Tuesday, March 15, 2011

Backgammon and Steely Dan




November 15, 1998

By Chris Smith

We played backgammon the night of the day she died.
We sat on the bed where her child body breathed its last,
    Where I felt with the palm of my hand
    The final beat of her heart.

We played backgammon the night of the day she died.
We moved the pieces—white and brown—from point to point.
We rolled the dice and moved again.

We played backgammon the night of the day she died.
We listened to the sounds from the other room.
Steely Dan—he played it for his friend.
    Over and over and over.
He drank Foster’s. He washed the dishes.
He listened.

We played backgammon the night of the day she died.
The phone rang. My friend called.
You still carry on, she said.
We cried.

We played backgammon the night of the day she died.
Twelve years later, Steely Dan music—even in the background—pierces me.
I turn away—shrunken in pain.
I still play backgammon.

*****

On November 2, 1986, my sweet child Alexa died from brain cancer. She was seven years old. Childhood cancer is a scourge on the lives of children and their families.

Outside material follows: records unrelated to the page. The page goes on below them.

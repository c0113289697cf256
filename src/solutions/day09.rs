use advent_framework::parsing::{parse_input_lines, parse_with_context};
use advent_framework::runner::solution_runner;
use advent_framework::{DynamicError, DynamicResult, ParseData, PartOne, PartTwo, Solution};
use checked_sum::CheckedSum;
use thiserror::Error;

use crate::arithmetic::Overflow;

#[solution_runner(
    name = "Day 9: Mirage Maintenance",
    parsed = Report,
    part_one = Day09,
    part_two = Day09
)]
impl super::AdventOfCode2023<9> {}

/*
Every line of the report is the history of one reading, as signed integers separated by spaces.
Taking differences between neighbouring values repeatedly ends in a layer of zeros; extrapolating
back up that stack predicts values outside the history.
*/

#[derive(Error, Debug)]
enum Day09Error {
    #[error("history has no values")]
    EmptyHistory,
}

#[derive(Debug)]
struct History(Vec<i64>);

impl std::str::FromStr for History {
    type Err = DynamicError;

    fn from_str(line: &str) -> Result<Self, Self::Err> {
        let values: Vec<i64> = line
            .split_whitespace()
            .map(parse_with_context)
            .collect::<Result<_, _>>()?;
        if values.is_empty() {
            return Err(Day09Error::EmptyHistory.into());
        }
        Ok(Self(values))
    }
}

/// Layers of differences, starting with the values themselves and ending with an all zero layer
/// (or a single value, whose differences would be empty).
fn difference_stack(values: &[i64]) -> Result<Vec<Vec<i64>>, Overflow> {
    let mut stack = vec![values.to_vec()];
    while let Some(layer) = stack.last() {
        if layer.len() <= 1 || layer.iter().all(|&value| value == 0) {
            break;
        }
        let next = layer
            .windows(2)
            .map(|pair| pair[1].checked_sub(pair[0]))
            .collect::<Option<Vec<_>>>()
            .ok_or(Overflow("difference layer"))?;
        stack.push(next);
    }
    Ok(stack)
}

impl History {
    fn predict_next(&self) -> Result<i64, Overflow> {
        difference_stack(&self.0)?
            .iter()
            .filter_map(|layer| layer.last().copied())
            .checked_sum()
            .ok_or(Overflow("next value"))
    }

    fn predict_previous(&self) -> Result<i64, Overflow> {
        difference_stack(&self.0)?
            .iter()
            .rev()
            .filter_map(|layer| layer.first().copied())
            .try_fold(0i64, |below, first| first.checked_sub(below))
            .ok_or(Overflow("previous value"))
    }
}

#[derive(Debug)]
struct Report(Vec<History>);

impl ParseData for Report {
    fn parse(input: &str) -> DynamicResult<Self> {
        let histories =
            parse_input_lines(input, |_, line| line.parse::<History>()).collect::<Result<_, _>>()?;
        Ok(Self(histories))
    }
}

impl Report {
    fn sum_predictions(
        &self,
        predict: impl Fn(&History) -> Result<i64, Overflow>,
    ) -> DynamicResult<i64> {
        let predictions = self
            .0
            .iter()
            .map(predict)
            .collect::<Result<Vec<_>, _>>()?;
        Ok(predictions
            .into_iter()
            .checked_sum()
            .ok_or(Overflow("sum of predictions"))?)
    }
}

struct Day09;

impl Solution<PartOne> for Day09 {
    type Input = Report;
    type Output = i64;

    fn solve(input: &Self::Input) -> DynamicResult<Self::Output> {
        input.sum_predictions(History::predict_next)
    }
}

/*
Part 2 extrapolates backwards: each layer's predicted value is its first value minus the prediction
of the layer below.
*/

impl Solution<PartTwo> for Day09 {
    type Input = Report;
    type Output = i64;

    fn solve(input: &Self::Input) -> DynamicResult<Self::Output> {
        input.sum_predictions(History::predict_previous)
    }
}

#[cfg(test)]
mod tests {
    use rstest::rstest;

    use super::*;

    const EXAMPLE_INPUT: &str = "0 3 6 9 12 15
1 3 6 10 15 21
10 13 16 21 30 45
";

    #[test]
    fn part_one_solves_example() -> DynamicResult<()> {
        let report = Report::parse(EXAMPLE_INPUT)?;
        assert_eq!(<Day09 as Solution<PartOne>>::solve(&report)?, 114);
        Ok(())
    }

    #[test]
    fn part_two_solves_example() -> DynamicResult<()> {
        let report = Report::parse(EXAMPLE_INPUT)?;
        assert_eq!(<Day09 as Solution<PartTwo>>::solve(&report)?, 2);
        Ok(())
    }

    #[rstest]
    #[case("0 3 6 9 12 15", 18, -3)]
    #[case("1 3 6 10 15 21", 28, 0)]
    #[case("10 13 16 21 30 45", 68, 5)]
    #[case("-2 -4 -6", -8, 0)]
    #[case("7", 7, 7)]
    fn predicts_both_ends(
        #[case] line: &str,
        #[case] next: i64,
        #[case] previous: i64,
    ) -> DynamicResult<()> {
        let history: History = line.parse()?;
        assert_eq!(history.predict_next()?, next);
        assert_eq!(history.predict_previous()?, previous);
        Ok(())
    }

    #[test]
    fn stack_ends_with_zeros() -> DynamicResult<()> {
        let stack = difference_stack(&[1, 3, 6, 10])?;
        assert_eq!(stack, vec![vec![1, 3, 6, 10], vec![2, 3, 4], vec![1, 1], vec![0]]);
        Ok(())
    }

    #[test]
    fn overflowing_difference_is_reported() {
        assert!(difference_stack(&[i64::MIN, i64::MAX]).is_err());
    }

    #[test]
    fn blank_line_is_rejected() {
        let error = Report::parse("1 2\n\n3 4\n").unwrap_err();
        assert_eq!(error.to_string(), "invalid input on line 2");
    }
}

Alexa's sister, Tarah, who is now 22, never met Lexie. However, Tarah is honoring Lexie's memory by participating in St. Baldrick's tomorrow in Pepperell, Massachusetts. St. Baldrick's funds go toward researching childhood cancer. Please consider supporting the effort so that there will be no more poems about backgammon and Steely Dan and how such tragedies affect all of us our entire lives. I still cannot listen to Steely Dan...

Thank you.

http://www.stbaldricks.org/participants/mypage/participantid/418206


(I wrote the above poem in 1998, when I was Chris Smith, thus the different byline.)